Memisc package: imported varibles from SPSS have got wrong measurement

classic Classic list List threaded Threaded
4 messages Options
Reply | Threaded
Open this post in threaded view
|

Memisc package: imported varibles from SPSS have got wrong measurement

Marion Wenty-2
Dear list members,

I have got another problem. I imported an SPSS file with the Memisc package
using the following commands:

mz <- spss.system.file("myspssfile.sav")

mz <- subset(mz,select=c(
 bsex,balt,xurb,dtaet,kartab,bgeb,boseit,bgeblan,xnuts2,kausb,xerwstat,
 asbper,asbhh,ajahr,aquartal,bstaat,xwieoft,gew1,apkz,bpkzm,bpkzv))

Afterwards I checked the measurements of the variables and they are all
right for most of them (e.g. the variable containing the sex of a person is
"nominal" and the variable containing the year is "interval"). For two of
the variables the measurement is not o.k, though. They exclusively contain
numbers in the SPSS file (e.g. the age of a person) - and no NAs - but have
got the measurement "nominal"!

Does anyone know why this is happening?

Thank you very much for your help in advance!

Marion

--
Mag.a Marion Wenty
Wissenschaftliche Mitarbeiterin
Institut für Kinderrechte und Elternbildung
Ballgasse 2, 6. Stock
1010 Wien

        [[alternative HTML version deleted]]


______________________________________________
[hidden email] mailing list
https://stat.ethz.ch/mailman/listinfo/r-help
PLEASE do read the posting guide http://www.R-project.org/posting-guide.html
and provide commented, minimal, self-contained, reproducible code.
Reply | Threaded
Open this post in threaded view
|

Re: Memisc package: imported varibles from SPSS have got wrong measurement

David Winsemius

On Jul 25, 2012, at 9:48 AM, Marion Wenty wrote:

> Dear list members,
>
> I have got another problem. I imported an SPSS file with the Memisc  
> package
> using the following commands:
>
> mz <- spss.system.file("myspssfile.sav")
>
> mz <- subset(mz,select=c(
> bsex,balt,xurb,dtaet,kartab,bgeb,boseit,bgeblan,xnuts2,kausb,xerwstat,
> asbper,asbhh,ajahr,aquartal,bstaat,xwieoft,gew1,apkz,bpkzm,bpkzv))

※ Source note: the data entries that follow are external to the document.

#[cfg(test)]
mod tests {
    use parley_protocol::{
        LoadRequestId, MessageId, OutboundMessage, RequestId, SessionPhase, ToolUseId,
    };
    use serde_json::json;

    use crate::domain::action::Action;
    use crate::domain::effect::Effect;
    use crate::domain::hydration::HydrationGuard;
    use crate::domain::message::MessagePayload;
    use crate::domain::pending_request::{EXIT_PLAN_MODE_TOOL, PendingRequest};
    use crate::domain::reduce::{apply, reduce};
    use crate::domain::state::SessionState;
    use crate::domain::tests::support::*;

    fn orders(state: &SessionState) -> Vec<u64> {
        state.messages.iter().map(|m| m.order.0).collect()
    }

    #[test]
    fn gap_is_filled_and_redelivery_is_idempotent() {
        let mut state = SessionState::new();
        feed(&mut state, [agent_text(1, "a1", "one"), agent_text(3, "a3", "three")]);

        feed(&mut state, [agent_text(2, "a2", "two")]);
        assert_eq!(orders(&state), vec![1, 2, 3]);

        feed(&mut state, [agent_text(2, "a2", "two")]);
        assert_eq!(orders(&state), vec![1, 2, 3]);
        assert_eq!(state.messages.len(), 3);
    }

    #[test]
    fn untagged_snapshot_is_dropped_while_loading() {
        let mut state = SessionState::new();
        let effects = reduce(
            &mut state,
            Action::LoadSession {
                load_request_id: LoadRequestId::from("load-7"),
            },
        );
        assert_eq!(
            effects,
            vec![Effect::Send(OutboundMessage::LoadSession {
                load_request_id: LoadRequestId::from("load-7")
            })]
        );
        assert_eq!(state.status.phase, SessionPhase::Loading);

        let untagged = json!([{"id": "x", "order": 1, "message": {"kind": "system", "text": "x"}}]);
        feed(&mut state, [snapshot(None, untagged)]);
        assert_eq!(
            state.hydration,
            HydrationGuard::Awaiting(LoadRequestId::from("load-7"))
        );
        assert!(state.messages.is_empty());
        assert_eq!(state.status.phase, SessionPhase::Loading);

        let answer = json!([{"id": "m1", "order": 1, "message": {"kind": "system", "text": "hi"}}]);
        feed(&mut state, [snapshot(Some("load-7"), answer)]);
        assert_eq!(state.hydration, HydrationGuard::Idle);
        assert_eq!(state.messages.len(), 1);
        assert_eq!(state.status.phase, SessionPhase::Ready);

        // A duplicate answer to the finished load is late.
        feed(&mut state, [snapshot(Some("load-7"), json!([]))]);
        assert_eq!(state.messages.len(), 1);
    }

    #[test]
    fn tagged_replay_batch_rebuilds_state() {
        let mut state = SessionState::new();
        feed(&mut state, [agent_text(1, "old", "before reconnect")]);
        reduce(
            &mut state,
            Action::LoadSession {
                load_request_id: LoadRequestId::from("load-2"),
            },
        );

        feed(
            &mut state,
            [event(json!({
                "type": "session_replay_batch",
                "loadRequestId": "load-2",
                "events": [
                    {"type": "agent_message", "order": 1, "id": "a1",
                     "message": {"kind": "system", "text": "hello"}},
                    {"type": "permission_request",
                     "request": {"requestId": "p1", "toolName": "Bash"}}
                ]
            }))],
        );

        let ids: Vec<_> = state.messages.iter().map(|m| m.id.as_str()).collect();
        assert_eq!(ids, vec!["a1"]);
        assert_eq!(state.pending_request.request_id(), Some(&RequestId::from("p1")));
        assert_eq!(state.status.phase, SessionPhase::Ready);
    }

    #[test]
    fn rejected_send_restores_draft() {
        let mut state = SessionState::new();
        let effects = reduce(
            &mut state,
            Action::SendMessage {
                message_id: MessageId::from("m1"),
                text: "fix bug".to_string(),
                attachments: vec![],
                timestamp: 100,
            },
        );
        assert!(matches!(
            effects.as_slice(),
            [Effect::Send(OutboundMessage::UserMessage { .. })]
        ));

        feed(&mut state, [accepted("m1", "fix bug", Some(4))]);
        assert_eq!(state.messages.len(), 1);
        assert!(state.pending_messages.is_empty());

        let effects = feed(&mut state, [state_changed("m1", "rejected", Some("rate limited"))]);

        let rejected = state.last_rejected_message.clone().unwrap();
        assert_eq!(rejected.text, "fix bug");
        assert_eq!(rejected.error.as_deref(), Some("rate limited"));
        assert!(state.messages.is_empty());
        assert!(state.queued_messages.is_empty());
        assert_eq!(
            effects,
            vec![Effect::DraftRejected {
                message_id: MessageId::from("m1")
            }]
        );

        reduce(&mut state, Action::ClearRejectedMessage);
        assert!(state.last_rejected_message.is_none());
    }

    #[test]
    fn accepted_message_already_visible_is_only_queued() {
        let mut state = SessionState::new();
        let committed = json!([
            {"id": "m1", "order": 2, "message": {"kind": "user", "text": "hi"}}
        ]);
        feed(&mut state, [snapshot(None, committed)]);

        feed(&mut state, [accepted("m1", "hi", None)]);
        assert_eq!(state.messages.len(), 1);
        assert!(state.queued_messages.contains_key(&MessageId::from("m1")));

        feed(&mut state, [state_changed("m1", "committed", None)]);
        assert!(state.queued_messages.is_empty());
        assert_eq!(state.messages.len(), 1);
    }

    #[test]
    fn streamed_tool_use_is_replaced_by_final_message() {
        let mut state = SessionState::new();
        feed(
            &mut state,
            [
                runtime("running"),
                tool_start(5, "t1"),
                input_delta(5, "t1", r#"{"command":"#),
                input_delta(5, "t1", r#" "cargo test"}"#),
                progress("t1", 1.5),
            ],
        );

        let id = ToolUseId::from("t1");
        let streamed = state.messages[0].tool_use(&id).unwrap();
        assert!(streamed.streaming);
        assert_eq!(streamed.input, json!({"command": "cargo test"}));
        assert!(state.tool_progress.contains_key(&id));

        feed(
            &mut state,
            [
                agent_tool_use(5, "a5", "t1", json!({"command": "cargo test"})),
                tool_result(6, "t1"),
                turn_finished(),
            ],
        );

        assert_eq!(state.messages.len(), 2);
        assert_eq!(state.messages[0].id.as_str(), "a5");
        assert!(!state.messages[0].tool_use(&id).unwrap().streaming);
        assert!(state.tool_progress.is_empty());
        assert_eq!(state.status.phase, SessionPhase::Ready);
    }

    #[test]
    fn session_error_appends_entry_and_ends_loading() {
        let mut state = SessionState::new();
        feed(&mut state, [agent_text(4, "a4", "working")]);
        reduce(
            &mut state,
            Action::LoadSession {
                load_request_id: LoadRequestId::from("load-1"),
            },
        );

        feed(&mut state, [session_error("backend unavailable")]);

        let last = state.messages.last().unwrap();
        assert_eq!(last.order.0, 5);
        assert_eq!(last.id.as_str(), "error-5");
        assert!(matches!(
            &last.payload,
            MessagePayload::Error { message } if message == "backend unavailable"
        ));
        assert_eq!(state.status.phase, SessionPhase::Ready);
    }

    #[test]
    fn session_error_survives_next_agent_message() {
        let mut state = SessionState::new();
        feed(
            &mut state,
            [
                agent_text(1, "a1", "one"),
                session_error("boom"),
                agent_text(2, "a2", "two"),
            ],
        );

        let ids: Vec<_> = state.messages.iter().map(|m| m.id.as_str()).collect();
        assert_eq!(ids, vec!["a1", "error-2", "a2"]);
        assert_eq!(orders(&state), vec![1, 2, 2]);

        // Redelivering the agent message still leaves the error alone.
        feed(&mut state, [agent_text(2, "a2", "two, again")]);
        assert_eq!(state.messages.len(), 3);
        assert!(matches!(
            &state.messages[1].payload,
            MessagePayload::Error { message } if message == "boom"
        ));
    }

    #[test]
    fn snapshot_with_unknown_entries_still_finishes_loading() {
        let mut state = SessionState::new();
        reduce(
            &mut state,
            Action::LoadSession {
                load_request_id: LoadRequestId::from("load-1"),
            },
        );

        let messages = json!([
            {"id": "m1", "order": 1, "message": {"kind": "system", "text": "hi"}},
            {"id": "m2", "order": 2, "message": {"kind": "image_generation"}},
            {"id": "m3", "order": 3, "message": {"kind": "assistant", "content": [
                {"type": "text", "text": "see chart"},
                {"type": "chart", "series": [1, 2]}
            ]}}
        ]);
        feed(&mut state, [snapshot(Some("load-1"), messages)]);

        assert_eq!(state.hydration, HydrationGuard::Idle);
        assert_eq!(state.status.phase, SessionPhase::Ready);
        let ids: Vec<_> = state.messages.iter().map(|m| m.id.as_str()).collect();
        assert_eq!(ids, vec!["m1", "m3"]);
        assert_eq!(state.messages[1].blocks().len(), 1);
    }

    #[test]
    fn approving_exit_plan_mode_disables_plan_mode() {
        let mut state = SessionState::new();
        state.settings.plan_mode = true;
        let effects = feed(&mut state, [permission("p1", EXIT_PLAN_MODE_TOOL)]);
        assert_eq!(
            effects,
            vec![Effect::InteractiveRequest {
                request_id: RequestId::from("p1")
            }]
        );

        let (next, effects) = apply(
            &state,
            Action::RespondPermission {
                request_id: RequestId::from("p1"),
                approved: true,
                option_id: None,
            },
        );

        assert!(state.settings.plan_mode, "apply must not touch its input");
        assert!(!next.settings.plan_mode);
        assert!(next.pending_request.is_none());
        assert_eq!(effects.len(), 1);
    }

    #[test]
    fn stale_response_is_dropped() {
        let mut state = SessionState::new();
        feed(&mut state, [permission("p1", "Bash"), question("q2")]);

        let effects = reduce(
            &mut state,
            Action::RespondPermission {
                request_id: RequestId::from("p1"),
                approved: true,
                option_id: None,
            },
        );
        assert!(effects.is_empty());
        assert!(matches!(state.pending_request, PendingRequest::Question(_)));

        feed(&mut state, [permission_cancelled("q2-other")]);
        assert!(matches!(state.pending_request, PendingRequest::Question(_)));
    }

    #[test]
    fn rewind_round_trip_through_events() {
        let mut state = SessionState::new();
        feed(&mut state, [user_uuid("uuid-1"), accepted("m1", "refactor", Some(1))]);

        let effects = reduce(
            &mut state,
            Action::RequestRewindPreview {
                target_message_id: MessageId::from("m1"),
                request_nonce: "n1".into(),
            },
        );
        assert!(matches!(
            effects.as_slice(),
            [Effect::Send(OutboundMessage::RewindPreview { target_uuid, .. })]
                if target_uuid.as_str() == "uuid-1"
        ));

        feed(
            &mut state,
            [event(json!({
                "type": "rewind_preview",
                "targetMessageId": "m1",
                "requestNonce": "n1",
                "affectedFiles": ["src/main.rs"]
            }))],
        );
        let preview = state.rewind.clone().unwrap();
        assert_eq!(preview.affected_files, Some(vec!["src/main.rs".to_string()]));

        reduce(
            &mut state,
            Action::ExecuteRewind {
                target_message_id: MessageId::from("m1"),
                request_nonce: "n2".into(),
            },
        );
        feed(
            &mut state,
            [event(json!({
                "type": "rewind_result",
                "targetMessageId": "m1",
                "requestNonce": "n2",
                "success": true
            }))],
        );
        assert!(state.rewind.is_none());
    }
}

The memisc package help file for spss.system.file() (actually labeled  
"importers") says that there is an S4 method for "subset" there does  
not seem to be a separate page describing its behavior or values

>
> Afterwards I checked the measurements of the variables

What does that phrase mean? What code did you actually use?

> and they are all
> right for most of them (e.g. the variable containing the sex of a  
> person is
> "nominal" and the variable containing the year is "interval"). For  
> two of
> the variables the measurement is not o.k, though. They exclusively  
> contain
> numbers in the SPSS file (e.g. the age of a person) - and no NAs -  
> but have
> got the measurement "nominal"!

Hard to say. There is no R storage mode that is called "nominal".  
Perhaps some sort of memisc-specific terminology? Or perhaps something  
in your spss dataset... to which you have not provided access? Or the  
default setting for the spss.system.file access method?  I know that  
the Hmisc package's describe() function will report out a variable as  
though it were categorical if there are only 8 or fewer unique values.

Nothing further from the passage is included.